ブルーベリーの嘘
ブルーベリーは目に良い。
まことしやかに囁かれる話ですが、科学的根拠は如何ほどでしょうか。
結論から述べますと、ほとんど嘘です。
ブルーベリー(ビルベリー)が視力回復や眼に良い働きをするという科学的根拠はありません。
Pubmedを用いて検索すると、20世紀以降の複数の研究論文がヒットしますが、いずれもブルーベリーの有効性を示すことはできていません。

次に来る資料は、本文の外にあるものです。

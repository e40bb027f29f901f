//! Text renderings of a fitted tree.

use std::fmt::{self, Write};
use std::str::FromStr;

use crate::node::{Node, NodeIndex};
use crate::tree::DecisionTree;

/// How [`DecisionTree::render`] lays out a tree.
#[derive(Debug, Clone, Copy, PartialEq, Eq, Default)]
pub enum RenderMode {
    /// Nested `if`/`else` blocks with `return LABEL;` leaves, ready to paste
    /// into a hand-written classifier.
    #[default]
    Code,
    /// One `feature>threshold?` line per branch followed by its indented
    /// `hi` then `lo` subtrees; leaves show `label  (weight)`.
    Condensed,
    /// The single-line form produced by [`DecisionTree::describe`].
    UltraCondensed,
}

impl RenderMode {
    /// Every mode.
    pub const ALL: [RenderMode; 3] = [
        RenderMode::Code,
        RenderMode::Condensed,
        RenderMode::UltraCondensed,
    ];
}

/// Error returned when a string names no render mode.
#[derive(Debug, Clone, PartialEq, Eq, thiserror::Error)]
#[error("unknown render mode \"{0}\"")]
pub struct UnknownRenderMode(pub String);

impl FromStr for RenderMode {
    type Err = UnknownRenderMode;

    fn from_str(s: &str) -> Result<Self, Self::Err> {
        match s {
            "code" | "java" | "verbose" => Ok(RenderMode::Code),
            "condensed" | "brief" => Ok(RenderMode::Condensed),
            "super-brief" => Ok(RenderMode::UltraCondensed),
            other => Err(UnknownRenderMode(other.to_string())),
        }
    }
}

impl DecisionTree {
    /// Fully parenthesized single-line form, for example
    /// `NonTerminal(hue>120?Terminal(red):Terminal(blue))`.
    ///
    /// [`DecisionTree::from_description`] parses it back.
    #[must_use]
    pub fn describe(&self) -> String {
        self.to_string()
    }

    /// Render the tree as newline-terminated text, starting `indent_level`
    /// tabs deep.
    #[must_use]
    pub fn render(&self, indent_level: usize, mode: RenderMode) -> String {
        Rendered {
            tree: self,
            indent_level,
            mode,
        }
        .to_string()
    }

    fn describe_node(&self, idx: NodeIndex, out: &mut impl Write) -> fmt::Result {
        match self.node(idx) {
            Node::Leaf { label, .. } => write!(out, "Terminal({label})"),
            Node::Branch {
                feature,
                threshold,
                hi,
                lo,
                ..
            } => {
                write!(out, "NonTerminal({feature}>{threshold}?")?;
                self.describe_node(*hi, out)?;
                out.write_char(':')?;
                self.describe_node(*lo, out)?;
                out.write_char(')')
            }
        }
    }

    fn render_node(
        &self,
        idx: NodeIndex,
        indent_level: usize,
        mode: RenderMode,
        out: &mut impl Write,
    ) -> fmt::Result {
        let indent = "\t".repeat(indent_level);
        match (self.node(idx), mode) {
            (Node::Leaf { label, .. }, RenderMode::Code) => {
                writeln!(out, "{indent}return {};", label.name().to_uppercase())
            }
            (Node::Leaf { label, weight }, _) => writeln!(out, "{indent}{label}  ({weight})"),
            (
                Node::Branch {
                    feature,
                    threshold,
                    hi,
                    lo,
                    ..
                },
                RenderMode::Code,
            ) => {
                writeln!(out, "{indent}if({feature} > {threshold}) {{")?;
                self.render_node(*hi, indent_level + 1, mode, out)?;
                writeln!(out, "{indent}}}")?;
                writeln!(out, "{indent}else {{")?;
                self.render_node(*lo, indent_level + 1, mode, out)?;
                writeln!(out, "{indent}}}")
            }
            (
                Node::Branch {
                    feature,
                    threshold,
                    hi,
                    lo,
                    ..
                },
                _,
            ) => {
                writeln!(out, "{indent}{feature}>{threshold}?")?;
                self.render_node(*hi, indent_level + 1, mode, out)?;
                self.render_node(*lo, indent_level + 1, mode, out)
            }
        }
    }
}

/// The single-line description.
impl fmt::Display for DecisionTree {
    fn fmt(&self, f: &mut fmt::Formatter<'_>) -> fmt::Result {
        self.describe_node(self.root(), f)
    }
}

struct Rendered<'a> {
    tree: &'a DecisionTree,
    indent_level: usize,
    mode: RenderMode,
}

impl fmt::Display for Rendered<'_> {
    fn fmt(&self, f: &mut fmt::Formatter<'_>) -> fmt::Result {
        match self.mode {
            RenderMode::UltraCondensed => {
                writeln!(f, "{}{}", "\t".repeat(self.indent_level), self.tree)
            }
            RenderMode::Code | RenderMode::Condensed => {
                self.tree
                    .render_node(self.tree.root(), self.indent_level, self.mode, f)
            }
        }
    }
}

ほとんど、と付けたのはブルーベリーに含まれる成分の中には血流改善や間接的に夜盲症を予防する効果は知られているためです。しかしながら、ブルーベリーに特有の、あるいは特別な作用はありません。
噂の発信源は何処にあるのでしょう。
適当に検索しても信頼できる情報がヒットせず「ソースは?」と問いたくなるものばかりだったので、ちょっと本気出して調べてみました。
話は第二次世界大戦中のイギリスまで遡ります。当時、イギリスは夜間航空戦において敵国のドイツの戦闘機を多数撃墜していました。実はレーダーの性能向上による戦果でしたが、これを悟られたくないイギリスは考えます。
「夜目の利くパイロットが活躍している。」
情報戦を重視したイギリスは、敵国を騙すためにそういう噂を流しました。敵を欺くにはまず味方から。そう、自国内のメディアを利用して、夜目の利く凄腕パイロットを仕立て上げたのです。
彼の名はジョン・カミンガム。
オーストラリア国立図書館のデータベース「Trovo」にて1952年3月14日の新聞記事で彼の名前を確認することが出来ます。
この戦略の指揮を執っていたのはイギリスの諜報機関Ops Bのジャービス・リード大佐であったという情報を見つけました(リンク先の書籍内に記述があります)。
ジョン・カミンガムは、ニンジンをたくさん食べているために夜目の利く撃墜王であると喧伝されました。
ニンジン??
そう、ニンジンです。
なんと噂の発信源はブルーベリーですらなくて、ニンジンでした。この噂に尾ひれが付いてニンジンが消えて、いつの間にか「ブルーベリージャムをたくさん食べていたパイロットは夜目が利いて敵国の戦闘機を多数撃墜していた」と囁かれるようになったようです。
ブルーベリー愛好家、あるいは商業的才能の持ち主が関わっていることは疑いようもありません。
ブルブルブルブル愛愛してる方々には恐縮ですが、目には効きません。代わりに散歩したりバランスの良い食生活を心掛けたりした方がよほど健康的かと存じます。
でも、ブルーベリー美味しいですよね。
私は今日も食パンにブルーベリージャムを塗っていただきます。コーヒーに合うのです。
拙文に最後までお付き合い頂き誠にありがとうございました。願わくは、情報を超越した貴方の感性が、美味しいものを見つけられますように。